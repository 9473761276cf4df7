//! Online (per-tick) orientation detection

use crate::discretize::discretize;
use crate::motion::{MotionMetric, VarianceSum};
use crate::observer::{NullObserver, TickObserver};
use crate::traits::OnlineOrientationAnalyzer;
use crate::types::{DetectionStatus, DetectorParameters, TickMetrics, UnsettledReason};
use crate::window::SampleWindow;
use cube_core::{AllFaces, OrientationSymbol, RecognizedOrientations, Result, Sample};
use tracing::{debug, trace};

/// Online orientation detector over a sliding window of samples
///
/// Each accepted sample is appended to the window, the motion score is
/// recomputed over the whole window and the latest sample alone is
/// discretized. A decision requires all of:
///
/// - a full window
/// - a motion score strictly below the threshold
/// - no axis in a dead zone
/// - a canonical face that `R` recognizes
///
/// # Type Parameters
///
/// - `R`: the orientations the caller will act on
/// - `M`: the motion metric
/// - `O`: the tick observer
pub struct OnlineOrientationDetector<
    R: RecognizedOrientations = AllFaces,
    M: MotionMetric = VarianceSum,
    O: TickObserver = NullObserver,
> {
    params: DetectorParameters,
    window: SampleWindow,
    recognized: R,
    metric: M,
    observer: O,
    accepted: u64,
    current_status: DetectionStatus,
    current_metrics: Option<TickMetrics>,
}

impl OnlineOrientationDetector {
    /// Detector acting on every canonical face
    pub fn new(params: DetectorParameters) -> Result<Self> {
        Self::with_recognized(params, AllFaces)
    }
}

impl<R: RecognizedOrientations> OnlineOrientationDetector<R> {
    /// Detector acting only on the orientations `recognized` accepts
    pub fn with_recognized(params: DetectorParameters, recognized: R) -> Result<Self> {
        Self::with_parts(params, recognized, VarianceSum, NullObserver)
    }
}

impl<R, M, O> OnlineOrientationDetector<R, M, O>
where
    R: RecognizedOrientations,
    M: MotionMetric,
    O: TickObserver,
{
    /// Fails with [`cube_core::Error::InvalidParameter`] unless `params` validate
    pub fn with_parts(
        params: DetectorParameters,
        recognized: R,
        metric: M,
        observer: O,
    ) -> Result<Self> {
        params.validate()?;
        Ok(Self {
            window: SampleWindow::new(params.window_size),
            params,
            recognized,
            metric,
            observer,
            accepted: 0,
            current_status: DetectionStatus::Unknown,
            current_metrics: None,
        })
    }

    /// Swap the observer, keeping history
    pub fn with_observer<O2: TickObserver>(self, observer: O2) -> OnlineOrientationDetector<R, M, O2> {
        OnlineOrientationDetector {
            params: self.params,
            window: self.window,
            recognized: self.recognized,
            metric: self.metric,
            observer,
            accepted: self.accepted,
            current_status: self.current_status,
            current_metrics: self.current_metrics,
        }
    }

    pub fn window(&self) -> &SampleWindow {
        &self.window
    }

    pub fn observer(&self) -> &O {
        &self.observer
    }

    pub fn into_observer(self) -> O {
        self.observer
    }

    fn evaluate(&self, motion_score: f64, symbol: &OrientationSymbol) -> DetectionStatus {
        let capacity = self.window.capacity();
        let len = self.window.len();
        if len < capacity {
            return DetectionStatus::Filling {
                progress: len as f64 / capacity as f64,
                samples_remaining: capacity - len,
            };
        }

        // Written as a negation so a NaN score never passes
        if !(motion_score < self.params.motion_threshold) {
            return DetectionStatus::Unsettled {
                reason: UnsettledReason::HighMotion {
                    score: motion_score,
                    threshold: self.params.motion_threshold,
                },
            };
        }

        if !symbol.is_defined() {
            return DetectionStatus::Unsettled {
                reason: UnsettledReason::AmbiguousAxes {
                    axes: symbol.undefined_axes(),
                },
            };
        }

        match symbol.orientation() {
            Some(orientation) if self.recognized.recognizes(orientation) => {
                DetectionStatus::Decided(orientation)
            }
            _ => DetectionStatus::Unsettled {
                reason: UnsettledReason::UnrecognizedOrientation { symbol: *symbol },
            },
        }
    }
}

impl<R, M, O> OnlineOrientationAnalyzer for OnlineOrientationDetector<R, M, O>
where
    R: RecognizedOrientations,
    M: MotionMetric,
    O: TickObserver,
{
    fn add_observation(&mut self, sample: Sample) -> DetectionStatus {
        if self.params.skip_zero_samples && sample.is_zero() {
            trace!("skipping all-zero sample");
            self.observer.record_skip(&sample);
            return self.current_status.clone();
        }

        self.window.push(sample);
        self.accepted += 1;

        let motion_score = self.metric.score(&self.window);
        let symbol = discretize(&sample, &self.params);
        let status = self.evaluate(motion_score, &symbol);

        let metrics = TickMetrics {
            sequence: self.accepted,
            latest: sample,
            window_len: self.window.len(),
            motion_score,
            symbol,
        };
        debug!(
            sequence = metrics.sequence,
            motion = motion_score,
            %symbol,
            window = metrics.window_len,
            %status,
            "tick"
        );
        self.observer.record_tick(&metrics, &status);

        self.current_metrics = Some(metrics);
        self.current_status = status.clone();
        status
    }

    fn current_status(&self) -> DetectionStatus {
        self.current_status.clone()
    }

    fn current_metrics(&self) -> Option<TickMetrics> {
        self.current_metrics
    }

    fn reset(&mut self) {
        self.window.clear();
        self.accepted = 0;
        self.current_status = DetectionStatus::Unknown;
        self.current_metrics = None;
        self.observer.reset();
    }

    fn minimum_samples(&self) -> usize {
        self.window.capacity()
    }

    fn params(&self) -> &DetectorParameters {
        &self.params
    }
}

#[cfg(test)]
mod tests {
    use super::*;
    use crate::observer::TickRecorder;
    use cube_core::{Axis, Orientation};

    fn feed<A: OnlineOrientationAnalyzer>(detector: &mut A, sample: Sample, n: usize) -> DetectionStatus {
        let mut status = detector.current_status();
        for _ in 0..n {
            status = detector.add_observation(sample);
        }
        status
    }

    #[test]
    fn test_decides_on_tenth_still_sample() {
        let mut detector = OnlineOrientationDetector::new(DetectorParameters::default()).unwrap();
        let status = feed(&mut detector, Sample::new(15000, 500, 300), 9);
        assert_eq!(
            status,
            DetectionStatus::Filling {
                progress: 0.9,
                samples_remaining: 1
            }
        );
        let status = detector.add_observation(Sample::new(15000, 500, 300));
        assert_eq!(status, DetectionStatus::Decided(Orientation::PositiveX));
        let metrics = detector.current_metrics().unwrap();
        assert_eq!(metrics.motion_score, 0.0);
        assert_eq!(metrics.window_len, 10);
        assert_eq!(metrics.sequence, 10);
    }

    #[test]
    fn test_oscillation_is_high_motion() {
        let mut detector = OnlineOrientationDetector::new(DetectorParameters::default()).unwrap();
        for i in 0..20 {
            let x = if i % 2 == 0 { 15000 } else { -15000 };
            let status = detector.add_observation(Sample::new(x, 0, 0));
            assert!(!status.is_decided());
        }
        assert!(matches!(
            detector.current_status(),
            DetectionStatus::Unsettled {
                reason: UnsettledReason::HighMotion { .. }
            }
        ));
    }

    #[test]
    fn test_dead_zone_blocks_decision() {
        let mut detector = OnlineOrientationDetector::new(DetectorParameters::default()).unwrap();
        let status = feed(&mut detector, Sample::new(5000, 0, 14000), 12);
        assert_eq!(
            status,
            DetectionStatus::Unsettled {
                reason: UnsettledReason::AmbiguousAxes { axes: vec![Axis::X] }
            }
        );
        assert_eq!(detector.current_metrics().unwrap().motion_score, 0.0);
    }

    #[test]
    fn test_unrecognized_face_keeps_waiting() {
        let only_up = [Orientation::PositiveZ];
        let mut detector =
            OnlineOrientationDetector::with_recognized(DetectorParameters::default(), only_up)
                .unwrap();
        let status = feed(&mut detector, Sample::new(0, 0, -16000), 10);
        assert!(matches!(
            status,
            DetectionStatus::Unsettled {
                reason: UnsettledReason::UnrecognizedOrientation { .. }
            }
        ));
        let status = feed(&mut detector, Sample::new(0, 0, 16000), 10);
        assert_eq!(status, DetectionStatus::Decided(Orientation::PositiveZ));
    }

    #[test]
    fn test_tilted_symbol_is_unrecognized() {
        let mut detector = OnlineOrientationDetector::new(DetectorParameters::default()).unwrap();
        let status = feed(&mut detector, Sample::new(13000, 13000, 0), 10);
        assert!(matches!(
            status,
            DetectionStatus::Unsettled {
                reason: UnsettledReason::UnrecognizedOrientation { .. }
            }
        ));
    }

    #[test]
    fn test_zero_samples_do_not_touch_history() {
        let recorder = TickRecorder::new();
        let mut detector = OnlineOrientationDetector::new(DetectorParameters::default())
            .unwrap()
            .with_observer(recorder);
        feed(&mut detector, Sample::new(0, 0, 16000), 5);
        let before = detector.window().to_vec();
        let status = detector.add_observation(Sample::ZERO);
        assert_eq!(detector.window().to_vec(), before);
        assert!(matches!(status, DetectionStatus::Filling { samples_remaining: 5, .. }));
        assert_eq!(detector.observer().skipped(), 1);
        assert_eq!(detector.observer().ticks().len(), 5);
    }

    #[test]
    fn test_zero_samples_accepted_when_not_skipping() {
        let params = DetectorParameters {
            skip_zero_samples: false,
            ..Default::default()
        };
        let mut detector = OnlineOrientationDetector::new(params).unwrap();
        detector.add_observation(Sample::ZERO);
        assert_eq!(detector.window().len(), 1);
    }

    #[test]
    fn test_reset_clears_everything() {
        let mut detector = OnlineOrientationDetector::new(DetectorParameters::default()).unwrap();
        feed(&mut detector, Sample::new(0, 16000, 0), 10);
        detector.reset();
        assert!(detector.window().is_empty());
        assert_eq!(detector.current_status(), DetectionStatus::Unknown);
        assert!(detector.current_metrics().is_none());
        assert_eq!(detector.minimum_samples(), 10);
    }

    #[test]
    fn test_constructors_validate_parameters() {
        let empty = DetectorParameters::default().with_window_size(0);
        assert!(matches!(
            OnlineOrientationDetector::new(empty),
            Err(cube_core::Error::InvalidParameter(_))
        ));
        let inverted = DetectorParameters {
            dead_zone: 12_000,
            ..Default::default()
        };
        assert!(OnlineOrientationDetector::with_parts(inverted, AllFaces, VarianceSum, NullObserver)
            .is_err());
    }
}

...

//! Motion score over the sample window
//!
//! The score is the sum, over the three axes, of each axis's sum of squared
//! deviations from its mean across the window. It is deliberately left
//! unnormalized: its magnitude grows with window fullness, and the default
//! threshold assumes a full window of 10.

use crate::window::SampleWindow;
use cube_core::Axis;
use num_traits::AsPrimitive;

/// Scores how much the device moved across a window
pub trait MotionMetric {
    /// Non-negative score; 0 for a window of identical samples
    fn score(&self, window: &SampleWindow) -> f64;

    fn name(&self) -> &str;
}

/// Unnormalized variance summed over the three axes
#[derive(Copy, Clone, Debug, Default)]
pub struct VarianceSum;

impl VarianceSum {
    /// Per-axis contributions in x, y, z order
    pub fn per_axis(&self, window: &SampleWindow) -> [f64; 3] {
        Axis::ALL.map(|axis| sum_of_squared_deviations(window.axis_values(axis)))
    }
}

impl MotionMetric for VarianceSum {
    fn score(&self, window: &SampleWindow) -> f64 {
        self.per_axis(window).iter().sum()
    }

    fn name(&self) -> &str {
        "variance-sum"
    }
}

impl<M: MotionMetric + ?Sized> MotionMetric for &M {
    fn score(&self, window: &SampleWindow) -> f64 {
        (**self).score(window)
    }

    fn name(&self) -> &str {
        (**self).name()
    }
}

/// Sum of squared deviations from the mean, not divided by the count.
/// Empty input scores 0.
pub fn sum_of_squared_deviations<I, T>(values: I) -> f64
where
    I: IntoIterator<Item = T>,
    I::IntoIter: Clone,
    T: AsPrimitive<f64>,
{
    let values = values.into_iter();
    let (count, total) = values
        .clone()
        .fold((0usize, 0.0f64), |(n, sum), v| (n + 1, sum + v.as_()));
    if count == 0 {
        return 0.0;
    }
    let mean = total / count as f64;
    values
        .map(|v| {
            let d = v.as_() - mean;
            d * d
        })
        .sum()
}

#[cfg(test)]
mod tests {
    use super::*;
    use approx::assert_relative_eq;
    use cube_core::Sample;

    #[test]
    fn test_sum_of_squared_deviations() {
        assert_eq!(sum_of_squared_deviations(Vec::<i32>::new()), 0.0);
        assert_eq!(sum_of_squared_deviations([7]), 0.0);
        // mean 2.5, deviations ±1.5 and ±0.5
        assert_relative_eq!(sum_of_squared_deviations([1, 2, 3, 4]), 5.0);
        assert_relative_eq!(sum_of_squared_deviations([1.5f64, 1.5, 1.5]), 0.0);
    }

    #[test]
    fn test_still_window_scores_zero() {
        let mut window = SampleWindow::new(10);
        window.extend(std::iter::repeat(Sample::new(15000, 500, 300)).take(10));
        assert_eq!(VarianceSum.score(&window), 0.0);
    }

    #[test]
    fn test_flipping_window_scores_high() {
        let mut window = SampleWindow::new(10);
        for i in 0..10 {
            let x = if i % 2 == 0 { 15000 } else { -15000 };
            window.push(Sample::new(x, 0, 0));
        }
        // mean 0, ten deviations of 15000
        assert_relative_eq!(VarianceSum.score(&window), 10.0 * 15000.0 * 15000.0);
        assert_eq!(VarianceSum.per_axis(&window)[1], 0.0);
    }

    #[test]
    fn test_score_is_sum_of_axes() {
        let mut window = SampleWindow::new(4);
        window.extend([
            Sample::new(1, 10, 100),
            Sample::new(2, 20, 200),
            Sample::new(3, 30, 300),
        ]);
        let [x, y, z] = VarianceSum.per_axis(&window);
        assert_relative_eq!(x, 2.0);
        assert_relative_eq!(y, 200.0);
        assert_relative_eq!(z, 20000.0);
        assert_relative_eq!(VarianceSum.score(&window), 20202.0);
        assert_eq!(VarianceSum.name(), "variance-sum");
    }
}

...

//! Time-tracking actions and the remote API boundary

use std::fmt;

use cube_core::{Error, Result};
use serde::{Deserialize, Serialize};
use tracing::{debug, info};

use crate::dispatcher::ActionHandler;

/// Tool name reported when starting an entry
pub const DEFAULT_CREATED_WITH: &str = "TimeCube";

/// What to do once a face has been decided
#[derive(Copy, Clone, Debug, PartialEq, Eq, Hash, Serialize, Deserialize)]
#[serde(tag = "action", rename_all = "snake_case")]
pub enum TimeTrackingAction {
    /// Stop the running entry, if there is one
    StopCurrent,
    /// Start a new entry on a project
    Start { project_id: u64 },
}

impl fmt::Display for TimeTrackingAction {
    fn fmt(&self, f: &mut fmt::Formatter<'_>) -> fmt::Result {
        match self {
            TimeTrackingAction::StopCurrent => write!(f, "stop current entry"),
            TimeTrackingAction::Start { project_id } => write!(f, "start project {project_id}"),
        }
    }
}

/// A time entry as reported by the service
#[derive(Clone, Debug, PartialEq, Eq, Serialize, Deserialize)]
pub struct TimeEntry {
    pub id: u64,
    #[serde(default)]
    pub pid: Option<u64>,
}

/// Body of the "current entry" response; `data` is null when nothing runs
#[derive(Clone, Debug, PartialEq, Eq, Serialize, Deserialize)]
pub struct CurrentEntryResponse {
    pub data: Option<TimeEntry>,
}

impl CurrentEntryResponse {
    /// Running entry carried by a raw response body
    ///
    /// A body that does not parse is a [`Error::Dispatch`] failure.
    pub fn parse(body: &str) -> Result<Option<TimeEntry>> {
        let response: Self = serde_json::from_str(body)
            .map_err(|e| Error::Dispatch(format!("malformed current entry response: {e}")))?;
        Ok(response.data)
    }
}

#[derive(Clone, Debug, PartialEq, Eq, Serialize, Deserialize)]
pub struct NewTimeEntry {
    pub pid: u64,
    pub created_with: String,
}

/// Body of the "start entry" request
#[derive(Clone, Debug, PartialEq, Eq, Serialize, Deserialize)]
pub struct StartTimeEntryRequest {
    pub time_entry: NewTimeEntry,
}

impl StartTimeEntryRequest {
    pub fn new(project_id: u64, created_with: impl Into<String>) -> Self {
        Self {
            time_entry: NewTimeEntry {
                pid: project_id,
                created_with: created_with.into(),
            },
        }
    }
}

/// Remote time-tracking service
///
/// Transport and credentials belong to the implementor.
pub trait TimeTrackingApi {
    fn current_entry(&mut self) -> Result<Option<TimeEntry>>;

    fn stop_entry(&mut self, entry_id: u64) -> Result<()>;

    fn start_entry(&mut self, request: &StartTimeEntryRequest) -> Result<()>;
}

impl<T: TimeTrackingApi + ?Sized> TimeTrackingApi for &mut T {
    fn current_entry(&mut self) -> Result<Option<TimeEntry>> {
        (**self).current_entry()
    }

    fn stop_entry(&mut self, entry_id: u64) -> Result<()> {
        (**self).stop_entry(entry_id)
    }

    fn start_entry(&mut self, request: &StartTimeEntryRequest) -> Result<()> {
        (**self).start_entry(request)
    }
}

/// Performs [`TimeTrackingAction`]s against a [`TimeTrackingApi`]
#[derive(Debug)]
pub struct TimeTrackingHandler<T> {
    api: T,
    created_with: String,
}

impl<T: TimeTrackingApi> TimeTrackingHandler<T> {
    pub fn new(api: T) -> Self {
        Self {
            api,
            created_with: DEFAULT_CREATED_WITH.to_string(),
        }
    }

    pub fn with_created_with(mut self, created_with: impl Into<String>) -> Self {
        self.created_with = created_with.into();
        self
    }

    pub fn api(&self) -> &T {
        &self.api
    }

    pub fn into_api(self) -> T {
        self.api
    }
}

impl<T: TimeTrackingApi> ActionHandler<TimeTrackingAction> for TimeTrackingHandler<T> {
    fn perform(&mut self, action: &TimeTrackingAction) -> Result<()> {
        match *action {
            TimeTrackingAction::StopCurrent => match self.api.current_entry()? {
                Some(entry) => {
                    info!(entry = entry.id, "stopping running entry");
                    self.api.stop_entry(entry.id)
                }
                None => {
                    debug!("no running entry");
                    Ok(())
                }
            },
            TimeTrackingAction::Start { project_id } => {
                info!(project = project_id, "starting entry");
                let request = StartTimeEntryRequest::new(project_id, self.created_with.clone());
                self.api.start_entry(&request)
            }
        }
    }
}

What you will do: From the entries above, write out only the lines starting at the line that holds "a dead zone" and ending at the line that holds "pub struct OnlineOrientationDetector<", keeping both and matching them exactly.

Problem solution:
/// - no axis in a dead zone
/// - a canonical face that `R` recognizes
///
/// # Type Parameters
///
/// - `R`: the orientations the caller will act on
/// - `M`: the motion metric
/// - `O`: the tick observer
pub struct OnlineOrientationDetector<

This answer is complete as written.